On ne parlerait sans doute pas autant de Mifune, le neuvième long métrage de Soren Kragh-Jacobsen, si ce film parfaitement moyen ne portait pas l’imprimatur du Dogme 95 – le mouvement fondé par Lars von Trier (Les Idiots) et Thomas Vinterberg (La Célébration) -, dont les dix commandements («Tu ne filmeras pas avec un trépied, avec des éclairages ou avec des accessoires…») commencent à ressembler aux règles d’une vaste campagne de mise en marché, du genre: «Filmez comme nous filmons, et nous créerons ensemble l’illusion d’une autre Nouvelle vague.»
De fait, la curiosité qui entoure les films du Dogme est si grande – Mifune est le troisième, et il y en a au moins deux autres à venir – qu’elle peut même ressusciter la carrière moribonde d’un réalisateur comme Kragh-Jacobsen (un faiseur de 51 ans, spécialisé dans le film pour enfants et les euro-puddings pour la télévision). Mieux: elle permet de dissimuler le fait que ce film quelconque ressemble à un étrange croisement entre Rain Man et Pretty Woman…

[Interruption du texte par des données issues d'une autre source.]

use std::collections::{BTreeMap, BTreeSet};

use super::calendar::SlotTable;
use super::conflicts::ConflictMaps;
use super::model::Variable;
use super::random::RandomGen;
use super::SubjectInfo;

/// What the maximum-clique search found, kept for the result payload and
/// for diagnostics.
#[derive(Debug, Clone, Default, PartialEq, Eq)]
pub struct CliqueReport {
    pub max_clique: Vec<String>,
    pub maximal_clique_count: usize,
    pub max_clique_count: usize,
    pub valid_cliques: Vec<Vec<String>>,
    pub min_clique_size: usize,
    pub graph_nodes: usize,
    pub graph_edges: usize,
}

/// Everything the greedy placement needs to test a candidate slot.
///
/// Ban maps are expected with normalized slot ids (underscores stripped).
pub struct PlacementContext<'a> {
    pub subjects: &'a BTreeMap<String, SubjectInfo>,
    pub slots: &'a SlotTable,
    pub candidate_slots: &'a BTreeMap<String, Vec<String>>,
    pub blackouts: &'a BTreeMap<String, BTreeSet<String>>,
    pub subject_bans: &'a BTreeMap<String, BTreeSet<String>>,
    pub teacher_bans: &'a BTreeMap<String, BTreeSet<String>>,
    pub conflicts: &'a ConflictMaps,
    pub roster: &'a BTreeMap<String, BTreeSet<String>>,
    pub hard_subjects: &'a BTreeMap<String, bool>,
    pub max_exams_per_day: Option<u32>,
    pub max_hard_exams_per_day: Option<u32>,
}

#[derive(Debug, Clone, Default, PartialEq, Eq)]
pub struct PlacementOutcome {
    pub placed: BTreeMap<String, String>,
    pub unplaced: Vec<String>,
}

/// Undirected conflict graph on the subjects still free to move: an edge
/// for every pair in the union of student, listening and teacher conflicts.
pub fn conflict_graph(
    subjects: &BTreeMap<String, SubjectInfo>,
    conflicts: &ConflictMaps,
    fixed_subjects: &BTreeSet<String>,
) -> BTreeMap<String, BTreeSet<String>> {
    let available: BTreeSet<String> = subjects
        .keys()
        .filter(|s| !fixed_subjects.contains(*s))
        .cloned()
        .collect();

    let union = conflicts.union();
    let mut graph: BTreeMap<String, BTreeSet<String>> = available
        .iter()
        .map(|s| (s.clone(), BTreeSet::new()))
        .collect();

    for a in &available {
        let Some(others) = union.get(a) else {
            continue;
        };
        for b in others {
            if b != a && available.contains(b) {
                graph.get_mut(a).expect("node is available").insert(b.clone());
                graph.get_mut(b).expect("node is available").insert(a.clone());
            }
        }
    }

    graph
}

/// Bron–Kerbosch with pivoting over a node-complete adjacency map.
fn bron_kerbosch(
    graph: &BTreeMap<String, BTreeSet<String>>,
    current: &mut Vec<String>,
    mut candidates: BTreeSet<String>,
    mut excluded: BTreeSet<String>,
    cliques: &mut Vec<Vec<String>>,
) {
    if candidates.is_empty() && excluded.is_empty() {
        cliques.push(current.clone());
        return;
    }

    let pivot = candidates
        .iter()
        .chain(excluded.iter())
        .max_by_key(|v| graph[*v].intersection(&candidates).count())
        .expect("candidates or excluded is non-empty")
        .clone();

    let branch: Vec<String> = candidates.difference(&graph[&pivot]).cloned().collect();

    for v in branch {
        let neighbours = &graph[&v];
        current.push(v.clone());
        bron_kerbosch(
            graph,
            current,
            candidates.intersection(neighbours).cloned().collect(),
            excluded.intersection(neighbours).cloned().collect(),
            cliques,
        );
        current.pop();
        candidates.remove(&v);
        excluded.insert(v);
    }
}

/// Enumerates maximal cliques of the conflict graph and picks one maximum
/// clique at random. Cliques at least `max(⌈0.10·n⌉, 3)` large are kept in
/// the report.
pub fn find_maximum_cliques<R: RandomGen>(
    subjects: &BTreeMap<String, SubjectInfo>,
    conflicts: &ConflictMaps,
    fixed_subjects: &BTreeSet<String>,
    rng: &mut R,
) -> CliqueReport {
    let graph = conflict_graph(subjects, conflicts, fixed_subjects);
    let graph_nodes = graph.len();
    let graph_edges = graph.values().map(|n| n.len()).sum::<usize>() / 2;
    let min_clique_size = ((subjects.len() + 9) / 10).max(3);

    if graph.is_empty() {
        return CliqueReport {
            min_clique_size,
            ..CliqueReport::default()
        };
    }

    let mut cliques = Vec::new();
    bron_kerbosch(
        &graph,
        &mut Vec::new(),
        graph.keys().cloned().collect(),
        BTreeSet::new(),
        &mut cliques,
    );

    if cliques.is_empty() {
        return CliqueReport {
            min_clique_size,
            graph_nodes,
            graph_edges,
            ..CliqueReport::default()
        };
    }

    let max_size = cliques.iter().map(|c| c.len()).max().expect("cliques is non-empty");
    let max_cliques: Vec<Vec<String>> = cliques
        .iter()
        .filter(|c| c.len() == max_size)
        .cloned()
        .collect();
    let valid_cliques: Vec<Vec<String>> = cliques
        .iter()
        .filter(|c| c.len() >= min_clique_size)
        .cloned()
        .collect();

    let max_clique = rng.rand_elem(&max_cliques);

    CliqueReport {
        max_clique,
        maximal_clique_count: cliques.len(),
        max_clique_count: max_cliques.len(),
        valid_cliques,
        min_clique_size,
        graph_nodes,
        graph_edges,
    }
}

fn conflicts_with_occupants(
    subject: &str,
    occupants: &[String],
    conflicts: &ConflictMaps,
) -> bool {
    for map in [&conflicts.student, &conflicts.listening, &conflicts.teacher] {
        if let Some(others) = map.get(subject) {
            if occupants.iter().any(|o| others.contains(o)) {
                return true;
            }
        }
        for occupant in occupants {
            if let Some(others) = map.get(occupant) {
                if others.contains(subject) {
                    return true;
                }
            }
        }
    }
    false
}

fn burden_allows(
    subject: &str,
    slot_id: &str,
    ctx: &PlacementContext,
    current: &BTreeMap<String, Vec<String>>,
) -> bool {
    if ctx.max_exams_per_day.is_none() && ctx.max_hard_exams_per_day.is_none() {
        return true;
    }
    let Some(day) = ctx.slots.day_of(slot_id) else {
        return true;
    };

    let mut subjects_today: BTreeSet<&str> = BTreeSet::new();
    for slot in ctx.slots.slots_of_day(day) {
        if let Some(occupants) = current.get(&slot.id) {
            subjects_today.extend(occupants.iter().map(String::as_str));
        }
    }
    subjects_today.insert(subject);

    for taken in ctx.roster.values() {
        let exams_today: Vec<&str> = taken
            .iter()
            .map(String::as_str)
            .filter(|s| subjects_today.contains(s))
            .collect();

        if let Some(cap) = ctx.max_exams_per_day {
            if exams_today.len() > cap as usize {
                return false;
            }
        }
        if let Some(cap) = ctx.max_hard_exams_per_day {
            let hard = exams_today
                .iter()
                .filter(|s| ctx.hard_subjects.get(**s).copied().unwrap_or(false))
                .count();
            if hard > cap as usize {
                return false;
            }
        }
    }

    true
}

/// Candidate slots for one subject under the current partial placement,
/// split into already-occupied and empty ones (both in slot order).
fn valid_slots_for(
    subject: &str,
    ctx: &PlacementContext,
    current: &BTreeMap<String, Vec<String>>,
) -> (Vec<String>, Vec<String>) {
    let mut occupied = Vec::new();
    let mut empty = Vec::new();

    let no_candidates = Vec::new();
    let candidates = ctx.candidate_slots.get(subject).unwrap_or(&no_candidates);
    let info = ctx.subjects.get(subject);

    'slots: for slot in ctx.slots.slots() {
        if !candidates.contains(&slot.id) {
            continue;
        }

        if let Some(info) = info {
            for teacher in &info.teachers {
                if let Some(blocked) = ctx.blackouts.get(teacher) {
                    if blocked.contains(&slot.id) {
                        continue 'slots;
                    }
                }
                if let Some(banned) = ctx.teacher_bans.get(teacher) {
                    if banned.contains(&slot.id) {
                        continue 'slots;
                    }
                }
            }
        }
        if let Some(banned) = ctx.subject_bans.get(subject) {
            if banned.contains(&slot.id) {
                continue;
            }
        }

        if let Some(occupants) = current.get(&slot.id) {
            if conflicts_with_occupants(subject, occupants, ctx.conflicts) {
                continue;
            }
        }

        if !burden_allows(subject, &slot.id, ctx, current) {
            continue;
        }

        let is_occupied = current.get(&slot.id).map_or(false, |o| !o.is_empty());
        if is_occupied {
            occupied.push(slot.id.clone());
        } else {
            empty.push(slot.id.clone());
        }
    }

    (occupied, empty)
}

/// Greedily places the clique members one by one, preferring slots that
/// already hold a subject so the timetable stays compact. Subjects with no
/// viable slot are reported unplaced; they never abort the run.
pub fn place_clique_subjects<R: RandomGen>(
    clique: &[String],
    ctx: &PlacementContext,
    current: &mut BTreeMap<String, Vec<String>>,
    rng: &mut R,
) -> PlacementOutcome {
    let mut outcome = PlacementOutcome::default();

    for subject in clique {
        if !ctx.subjects.contains_key(subject) {
            outcome.unplaced.push(subject.clone());
            continue;
        }

        let (occupied, empty) = valid_slots_for(subject, ctx, current);
        let pool = if !occupied.is_empty() { occupied } else { empty };

        if pool.is_empty() {
            outcome.unplaced.push(subject.clone());
            continue;
        }

        let slot = rng.rand_elem(&pool);
        current.entry(slot.clone()).or_default().push(subject.clone());
        outcome.placed.insert(subject.clone(), slot);
    }

    outcome
}

/// Solver hints from a partial placement: 1 for each placed pair, 0 for
/// every other assignment variable. Hints only steer value ordering.
pub fn hints_from_placement(
    placed: &BTreeMap<String, String>,
    candidate_slots: &BTreeMap<String, Vec<String>>,
) -> BTreeMap<Variable, i32> {
    let mut hints = BTreeMap::new();
    for (subject, candidates) in candidate_slots {
        for slot in candidates {
            let value = i32::from(placed.get(subject) == Some(slot));
            hints.insert(
                Variable::Assign {
                    subject: subject.clone(),
                    slot: slot.clone(),
                },
                value,
            );
        }
    }
    hints
}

Kresten (Anders. W. Berthelsen) est un arriviste qui vient d’épouser la fille de son patron. Sa lune de miel est toutefois interrompue lorsqu’il apprend que son père (qu’il fuyait depuis dix ans) vient de mourir. Kresten retourne alors à la ferme familiale, où il doit non seulement veiller aux funérailles de son père, mais aussi s’occuper de son frère (Jesper Asholt), un attardé mental dont il calme les crises en imitant Toshiro Mifune (!). Comme la tâche est lourde, il place une petite annonce qui attire l’attention de Liva (Iben Hjele), une fausse bonne qui est en fait une prostituée…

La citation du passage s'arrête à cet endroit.